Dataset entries
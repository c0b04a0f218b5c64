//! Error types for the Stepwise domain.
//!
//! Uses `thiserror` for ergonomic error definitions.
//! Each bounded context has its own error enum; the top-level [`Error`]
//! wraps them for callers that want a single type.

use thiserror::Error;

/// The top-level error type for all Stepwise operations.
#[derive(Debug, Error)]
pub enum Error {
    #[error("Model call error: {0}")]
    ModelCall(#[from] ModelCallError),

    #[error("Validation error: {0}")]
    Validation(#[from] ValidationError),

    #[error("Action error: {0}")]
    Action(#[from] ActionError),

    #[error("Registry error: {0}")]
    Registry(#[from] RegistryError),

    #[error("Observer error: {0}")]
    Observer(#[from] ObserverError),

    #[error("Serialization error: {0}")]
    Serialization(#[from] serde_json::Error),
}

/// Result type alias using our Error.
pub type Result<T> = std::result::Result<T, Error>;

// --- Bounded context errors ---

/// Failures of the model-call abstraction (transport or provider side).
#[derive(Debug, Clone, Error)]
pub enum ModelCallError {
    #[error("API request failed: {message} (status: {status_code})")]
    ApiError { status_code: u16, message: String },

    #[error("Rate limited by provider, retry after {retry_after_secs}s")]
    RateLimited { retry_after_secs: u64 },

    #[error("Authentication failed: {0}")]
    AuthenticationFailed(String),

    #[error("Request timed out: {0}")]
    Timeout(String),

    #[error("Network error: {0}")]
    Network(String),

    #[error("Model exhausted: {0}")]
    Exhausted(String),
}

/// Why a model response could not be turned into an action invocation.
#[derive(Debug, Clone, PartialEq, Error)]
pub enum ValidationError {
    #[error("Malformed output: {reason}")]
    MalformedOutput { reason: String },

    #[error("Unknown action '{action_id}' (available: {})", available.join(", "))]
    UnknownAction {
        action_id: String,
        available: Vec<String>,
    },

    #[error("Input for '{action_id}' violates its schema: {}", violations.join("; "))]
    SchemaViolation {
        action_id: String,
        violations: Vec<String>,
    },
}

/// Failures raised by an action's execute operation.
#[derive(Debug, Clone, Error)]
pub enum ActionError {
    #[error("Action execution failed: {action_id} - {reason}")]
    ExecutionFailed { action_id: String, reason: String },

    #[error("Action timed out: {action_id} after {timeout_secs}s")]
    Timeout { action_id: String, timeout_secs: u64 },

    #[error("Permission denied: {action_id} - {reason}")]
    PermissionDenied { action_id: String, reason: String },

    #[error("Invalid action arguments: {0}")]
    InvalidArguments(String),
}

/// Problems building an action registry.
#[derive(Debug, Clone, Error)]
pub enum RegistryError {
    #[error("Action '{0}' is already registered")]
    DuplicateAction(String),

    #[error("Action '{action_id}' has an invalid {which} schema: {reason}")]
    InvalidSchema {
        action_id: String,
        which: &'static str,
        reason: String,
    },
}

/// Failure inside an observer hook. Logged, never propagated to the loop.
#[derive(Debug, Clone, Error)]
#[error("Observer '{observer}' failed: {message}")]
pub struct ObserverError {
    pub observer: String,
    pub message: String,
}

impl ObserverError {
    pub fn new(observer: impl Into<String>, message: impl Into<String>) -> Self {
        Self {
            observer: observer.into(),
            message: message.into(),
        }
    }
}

Exercise goal
Please make an exact copy of every record, leaving nothing out.

Reply
repository c0b04a0f218b5c64
//! Error types for the Stepwise domain.
//!
//! Uses `thiserror` for ergonomic error definitions.
//! Each bounded context has its own error enum; the top-level [`Error`]
//! wraps them for callers that want a single type.

use thiserror::Error;

/// The top-level error type for all Stepwise operations.
#[derive(Debug, Error)]
pub enum Error {
    #[error("Model call error: {0}")]
    ModelCall(#[from] ModelCallError),

    #[error("Validation error: {0}")]
    Validation(#[from] ValidationError),

    #[error("Action error: {0}")]
    Action(#[from] ActionError),

    #[error("Registry error: {0}")]
    Registry(#[from] RegistryError),

    #[error("Observer error: {0}")]
    Observer(#[from] ObserverError),

    #[error("Serialization error: {0}")]
    Serialization(#[from] serde_json::Error),
}

/// Result type alias using our Error.
pub type Result<T> = std::result::Result<T, Error>;

// --- Bounded context errors ---

/// Failures of the model-call abstraction (transport or provider side).
#[derive(Debug, Clone, Error)]
pub enum ModelCallError {
    #[error("API request failed: {message} (status: {status_code})")]
    ApiError { status_code: u16, message: String },

    #[error("Rate limited by provider, retry after {retry_after_secs}s")]
    RateLimited { retry_after_secs: u64 },

    #[error("Authentication failed: {0}")]
    AuthenticationFailed(String),

    #[error("Request timed out: {0}")]
    Timeout(String),

    #[error("Network error: {0}")]
    Network(String),

    #[error("Model exhausted: {0}")]
    Exhausted(String),
}

/// Why a model response could not be turned into an action invocation.
#[derive(Debug, Clone, PartialEq, Error)]
pub enum ValidationError {
    #[error("Malformed output: {reason}")]
    MalformedOutput { reason: String },

    #[error("Unknown action '{action_id}' (available: {})", available.join(", "))]
    UnknownAction {
        action_id: String,
        available: Vec<String>,
    },

    #[error("Input for '{action_id}' violates its schema: {}", violations.join("; "))]
    SchemaViolation {
        action_id: String,
        violations: Vec<String>,
    },
}

/// Failures raised by an action's execute operation.
#[derive(Debug, Clone, Error)]
pub enum ActionError {
    #[error("Action execution failed: {action_id} - {reason}")]
    ExecutionFailed { action_id: String, reason: String },

    #[error("Action timed out: {action_id} after {timeout_secs}s")]
    Timeout { action_id: String, timeout_secs: u64 },

    #[error("Permission denied: {action_id} - {reason}")]
    PermissionDenied { action_id: String, reason: String },

    #[error("Invalid action arguments: {0}")]
    InvalidArguments(String),
}

/// Problems building an action registry.
#[derive(Debug, Clone, Error)]
pub enum RegistryError {
    #[error("Action '{0}' is already registered")]
    DuplicateAction(String),

    #[error("Action '{action_id}' has an invalid {which} schema: {reason}")]
    InvalidSchema {
        action_id: String,
        which: &'static str,
        reason: String,
    },
}

/// Failure inside an observer hook. Logged, never propagated to the loop.
#[derive(Debug, Clone, Error)]
#[error("Observer '{observer}' failed: {message}")]
pub struct ObserverError {
    pub observer: String,
    pub message: String,
}

impl ObserverError {
    pub fn new(observer: impl Into<String>, message: impl Into<String>) -> Self {
        Self {
            observer: observer.into(),
            message: message.into(),
        }
    }
}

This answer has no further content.